The shootings led to protests on college campuses throughout the United States, and a student strike, causing more than 450 campuses across the country to close with both violent and non-violent demonstrations. A common sentiment was expressed by students at New York University with a banner hung out of a window that read, "They Can't Kill Us All." On May 8, 11 people were bayonetted at the University of New Mexico by the New Mexico National Guard in a confrontation with student protesters. Also on May 8, an antiwar protest at New York's Federal Hall National Memorial held at least partly in reaction to the Kent State killings was met with a counter-rally of pro-Nixon construction workers (organized by Peter J. Brennan, later appointed U.S. Labor Secretary by President Nixon), resulting in the Hard Hat Riot.
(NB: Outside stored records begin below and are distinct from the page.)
//! Configuration module for indexcast.
//!
//! This module provides structured configuration loading from environment variables,
//! organized by concern: Forecast, Data Source, and Observability.

mod data_source_config;
mod forecast_config;
mod observability_config;

pub use data_source_config::DataSourceEnvConfig;
pub use forecast_config::ForecastEnvConfig;
pub use observability_config::ObservabilityEnvConfig;

use anyhow::{Context, Result};

/// Main application configuration.
#[derive(Debug, Clone)]
pub struct Config {
    pub forecast: ForecastEnvConfig,
    pub data_source: DataSourceEnvConfig,
    pub observability: ObservabilityEnvConfig,
}

impl Config {
    /// Load configuration from environment variables.
    pub fn from_env() -> Result<Self> {
        Ok(Self {
            forecast: ForecastEnvConfig::from_env().context("Failed to load forecast config")?,
            data_source: DataSourceEnvConfig::from_env(),
            observability: ObservabilityEnvConfig::from_env(),
        })
    }
}

#[cfg(test)]
mod tests {
    use super::*;

    #[test]
    fn test_config_from_env_defaults() {
        let _guard = crate::config_tests::env_lock();
        let config = Config::from_env().expect("Should parse with defaults");
        assert_eq!(config.forecast.batch_size, 40);
        assert!(config.observability.enabled);
    }
}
Shortly after the shootings took place, the Urban Institute conducted a national study that concluded the Kent State shooting was the first nationwide student strike in U.S. history; over 4 million students protested and hundreds of American colleges and universities closed during the student strikes. The Kent State campus remained closed for six weeks.
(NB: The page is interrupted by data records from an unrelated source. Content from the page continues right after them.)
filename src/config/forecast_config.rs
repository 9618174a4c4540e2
//! Forecasting configuration parsing from environment variables.
//!
//! Covers the symbol, history lookback, model topology and training loop.

use crate::application::ForecastServiceConfig;
use crate::application::ml::TrainingConfig;
use crate::domain::ml::network::{ConvPadding, ModelConfig};
use anyhow::{Context, Result};
use std::env;
use std::path::PathBuf;
use std::str::FromStr;

/// Forecasting environment configuration
#[derive(Debug, Clone)]
pub struct ForecastEnvConfig {
    pub symbol: String,
    pub lookback_days: i64,

    // Model
    pub window_len: usize,
    pub conv_padding: ConvPadding,

    // Training loop
    pub epochs: usize,
    pub batch_size: usize,
    pub validation_split: f64,
    pub learning_rate: f64,
    pub seed: Option<u64>,

    // Storage
    pub artifact_dir: PathBuf,
}

impl ForecastEnvConfig {
    pub fn from_env() -> Result<Self> {
        let seed = match env::var("FORECAST_SEED") {
            Ok(raw) => Some(raw.parse::<u64>().context("Failed to parse FORECAST_SEED")?),
            Err(_) => None,
        };

        let padding_str =
            env::var("FORECAST_CONV_PADDING").unwrap_or_else(|_| "valid".to_string());
        let conv_padding = ConvPadding::from_str(&padding_str)?;

        let validation_split = Self::parse_f64("FORECAST_VALIDATION_SPLIT", 0.2)?;
        if !(0.0..1.0).contains(&validation_split) {
            anyhow::bail!(
                "FORECAST_VALIDATION_SPLIT must be in [0, 1), got {}",
                validation_split
            );
        }

        Ok(Self {
            symbol: env::var("FORECAST_SYMBOL").unwrap_or_else(|_| "^NSEI".to_string()),
            lookback_days: env::var("FORECAST_LOOKBACK_DAYS")
                .unwrap_or_else(|_| "365".to_string())
                .parse::<i64>()
                .context("Failed to parse FORECAST_LOOKBACK_DAYS")?,
            window_len: Self::parse_usize("FORECAST_WINDOW_LEN", 100)?,
            conv_padding,
            epochs: Self::parse_usize("FORECAST_EPOCHS", 40)?,
            batch_size: Self::parse_usize("FORECAST_BATCH_SIZE", 40)?,
            validation_split,
            learning_rate: Self::parse_f64("FORECAST_LEARNING_RATE", 0.001)?,
            seed,
            artifact_dir: env::var("FORECAST_ARTIFACT_DIR")
                .unwrap_or_else(|_| "saved_model".to_string())
                .into(),
        })
    }

    pub fn to_service_config(&self) -> ForecastServiceConfig {
        ForecastServiceConfig {
            symbol: self.symbol.clone(),
            lookback_days: self.lookback_days,
            training: TrainingConfig {
                model: ModelConfig::new(self.window_len, self.conv_padding),
                epochs: self.epochs,
                batch_size: self.batch_size,
                validation_split: self.validation_split,
                learning_rate: self.learning_rate,
                seed: self.seed,
            },
        }
    }

    fn parse_usize(key: &str, default: usize) -> Result<usize> {
        env::var(key)
            .unwrap_or_else(|_| default.to_string())
            .parse::<usize>()
            .context(format!("Failed to parse {}", key))
    }

    fn parse_f64(key: &str, default: f64) -> Result<f64> {
        env::var(key)
            .unwrap_or_else(|_| default.to_string())
            .parse::<f64>()
            .context(format!("Failed to parse {}", key))
    }
}

#[cfg(test)]
mod tests {
    use super::*;

    #[test]
    fn test_forecast_config_defaults() {
        let _guard = crate::config_tests::env_lock();
        let config = ForecastEnvConfig::from_env().expect("Should parse with defaults");
        assert_eq!(config.symbol, "^NSEI");
        assert_eq!(config.window_len, 100);
        assert_eq!(config.epochs, 40);
        assert_eq!(config.conv_padding, ConvPadding::Valid);
        assert!(config.seed.is_none());
    }

    #[test]
    fn test_service_config_carries_training_settings() {
        let _guard = crate::config_tests::env_lock();
        let config = ForecastEnvConfig::from_env().expect("Should parse with defaults");
        let service = config.to_service_config();
        assert_eq!(service.training.model.window_len, config.window_len);
        assert_eq!(service.training.batch_size, 40);
        assert_eq!(service.lookback_days, 365);
    }
}
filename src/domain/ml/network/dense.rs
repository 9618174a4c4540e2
use super::initializer::glorot_uniform;
use ndarray::{Array1, Array2, Axis};
use rand::Rng;
use serde::{Deserialize, Serialize};

/// Fully connected layer with linear activation
#[derive(Debug, Clone, Serialize, Deserialize)]
pub struct Dense {
    weights: Array2<f64>,
    bias: Array1<f64>,
}

pub struct DenseGrads {
    pub weights: Array2<f64>,
    pub bias: Array1<f64>,
}

impl Dense {
    pub fn new<R: Rng>(input_size: usize, output_size: usize, rng: &mut R) -> Self {
        Self {
            weights: glorot_uniform(input_size, output_size, input_size, output_size, rng),
            bias: Array1::zeros(output_size),
        }
    }

    pub fn output_size(&self) -> usize {
        self.bias.len()
    }

    pub fn param_count(&self) -> usize {
        self.weights.len() + self.bias.len()
    }

    pub fn forward(&self, input: &Array2<f64>) -> Array2<f64> {
        input.dot(&self.weights) + &self.bias
    }

    /// The forward input is the only state backprop needs, so the caller keeps it
    pub fn backward(&self, input: &Array2<f64>, grad_output: &Array2<f64>) -> (Array2<f64>, DenseGrads) {
        let grads = DenseGrads {
            weights: input.t().dot(grad_output),
            bias: grad_output.sum_axis(Axis(0)),
        };
        (grad_output.dot(&self.weights.t()), grads)
    }

    pub(crate) fn params_mut(&mut self) -> (&mut Array2<f64>, &mut Array1<f64>) {
        (&mut self.weights, &mut self.bias)
    }
}
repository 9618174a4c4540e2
pub mod application;
pub mod config;
pub mod domain;
pub mod infrastructure;
pub mod interfaces;
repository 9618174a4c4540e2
//! Training orchestration
//!
//! Windows the series, fits the scaler, splits positionally, runs mini-batch Adam
//! and scores the validation segment in price units.

use crate::domain::errors::ForecastError;
use crate::domain::market::PriceSeries;
use crate::domain::ml::network::{Adam, ForecastModel, ModelConfig, mse_loss};
use crate::domain::ml::{
    EpochStats, MinMaxScaler, ModelArtifact, ModelMetrics, RegressionReport, TrainingHistory,
    TrainingSet, build_windows,
};
use ndarray::Array1;
use rand::SeedableRng;
use rand::rngs::StdRng;
use rand::seq::SliceRandom;
use tracing::{debug, info};

#[derive(Debug, Clone)]
pub struct TrainingConfig {
    pub model: ModelConfig,
    pub epochs: usize,
    pub batch_size: usize,
    /// Tail share of the windows held out for validation
    pub validation_split: f64,
    pub learning_rate: f64,
    /// Fixes initialisation, shuffling and dropout when set
    pub seed: Option<u64>,
}

impl Default for TrainingConfig {
    fn default() -> Self {
        Self {
            model: ModelConfig::default(),
            epochs: 40,
            batch_size: 40,
            validation_split: 0.2,
            learning_rate: 0.001,
            seed: None,
        }
    }
}

#[derive(Debug, Clone)]
pub struct TrainingOutcome {
    pub artifact: ModelArtifact,
    pub metrics: ModelMetrics,
    pub history: TrainingHistory,
    pub train_samples: usize,
    pub validation_samples: usize,
}

#[derive(Debug, Clone)]
pub struct Trainer {
    config: TrainingConfig,
}

impl Trainer {
    pub fn new(config: TrainingConfig) -> Self {
        Self { config }
    }

    pub fn config(&self) -> &TrainingConfig {
        &self.config
    }

    pub fn train(&self, series: &PriceSeries) -> Result<TrainingOutcome, ForecastError> {
        let window_len = self.config.model.window_len;
        if series.len() <= window_len + 2 {
            return Err(ForecastError::InsufficientHistory {
                required: window_len + 2,
                actual: series.len(),
            });
        }
        self.config.model.validate()?;
        if self.config.epochs == 0 || self.config.batch_size == 0 {
            return Err(ForecastError::TrainingAborted {
                reason: "epochs and batch size must be positive".to_string(),
            });
        }

        let closes = series.closes();
        let scaler = MinMaxScaler::fit(&closes);
        let windows = build_windows(&closes, window_len);
        let (train_set, validation_set) = windows.split(self.config.validation_split);
        if train_set.is_empty() || validation_set.is_empty() {
            return Err(ForecastError::TrainingAborted {
                reason: format!(
                    "split of {} windows left {} for training and {} for validation",
                    windows.len(),
                    train_set.len(),
                    validation_set.len()
                ),
            });
        }

        info!(
            "Training on {} windows ({} train / {} validation), window length {}",
            windows.len(),
            train_set.len(),
            validation_set.len(),
            window_len
        );

        let mut rng = match self.config.seed {
            Some(seed) => StdRng::seed_from_u64(seed),
            None => StdRng::from_os_rng(),
        };
        let mut model = ForecastModel::new(self.config.model, &mut rng)?;
        let mut optimizer = Adam::new(self.config.learning_rate);
        let mut history = TrainingHistory::default();
        let mut order: Vec<usize> = (0..train_set.len()).collect();

        for epoch in 1..=self.config.epochs {
            order.shuffle(&mut rng);
            let mut loss_sum = 0.0;
            let mut abs_sum = 0.0;

            for batch_idx in order.chunks(self.config.batch_size) {
                let batch = train_set.select(batch_idx);
                let (predicted, cache) = model.forward_train(&batch.inputs, &mut rng);
                let (loss, grad) = mse_loss(&predicted, &batch.targets);
                if !loss.is_finite() {
                    return Err(ForecastError::TrainingAborted {
                        reason: format!("non-finite loss at epoch {}", epoch),
                    });
                }
                let grads = model.backward(&cache, &grad);
                model.apply_gradients(&grads, &mut optimizer);

                loss_sum += loss * batch.len() as f64;
                abs_sum += (&predicted - &batch.targets).mapv(f64::abs).sum();
            }

            let train_n = train_set.len() as f64;
            let (val_loss, val_mae) = self.evaluate(&model, &validation_set);
            let stats = EpochStats {
                loss: loss_sum / train_n,
                mae: abs_sum / train_n,
                rmse: (loss_sum / train_n).sqrt(),
                val_loss,
                val_mae,
                val_rmse: val_loss.sqrt(),
            };
            debug!(
                "Epoch {}/{}: loss={:.6} mae={:.6} val_loss={:.6} val_mae={:.6}",
                epoch, self.config.epochs, stats.loss, stats.mae, stats.val_loss, stats.val_mae
            );
            history.push(stats);
        }

        // Score in price units through the fitted scaler
        let predicted = model.predict_batched(&validation_set.inputs, self.config.batch_size);
        let actual = scaler.inverse_transform_all(&validation_set.targets.to_vec());
        let predicted = scaler.inverse_transform_all(&predicted.to_vec());
        let report = RegressionReport::evaluate(&actual, &predicted);
        let metrics = ModelMetrics::from_training(&report, &history);

        info!(
            "Training complete after {} epochs: mse={:.4} mae={:.4} r2={:.4}",
            history.len(),
            metrics.mse,
            metrics.mae,
            metrics.r2
        );

        Ok(TrainingOutcome {
            artifact: ModelArtifact::new(model, scaler, metrics.clone()),
            metrics,
            history,
            train_samples: train_set.len(),
            validation_samples: validation_set.len(),
        })
    }

    /// Inference-mode loss and MAE over a whole set
    fn evaluate(&self, model: &ForecastModel, set: &TrainingSet) -> (f64, f64) {
        let predicted = model.predict_batched(&set.inputs, self.config.batch_size);
        let residuals: Array1<f64> = &predicted - &set.targets;
        let n = set.len().max(1) as f64;
        (
            residuals.mapv(|r| r * r).sum() / n,
            residuals.mapv(f64::abs).sum() / n,
        )
    }
}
Just five days after the shootings, 100,000 people demonstrated in Washington, D.C., against the war and the killing of unarmed student protesters. Ray Price, Nixon's chief speechwriter from 1969 to 1974, recalled the Washington demonstrations saying, "The city was an armed camp. The mobs were smashing windows, slashing tires, dragging parked cars into intersections, even throwing bedsprings off overpasses into the traffic down below. This was the quote, student protest. That's not student protest, that's civil war." Not only was the President taken to Camp David for two days for his own protection, but Charles Colson (Counsel to President Nixon from 1969 to 1973) stated that the military was called up to protect the Nixon Administration from the angry students; he recalled that "The 82nd Airborne was in the basement of the executive office building, so I went down just to talk to some of the guys and walk among them, and they're lying on the floor leaning on their packs and their helmets and their cartridge belts and their rifles cocked and you're thinking, 'This can't be the United States of America. This is not the greatest free democracy in the world. This is a nation at war with itself.'"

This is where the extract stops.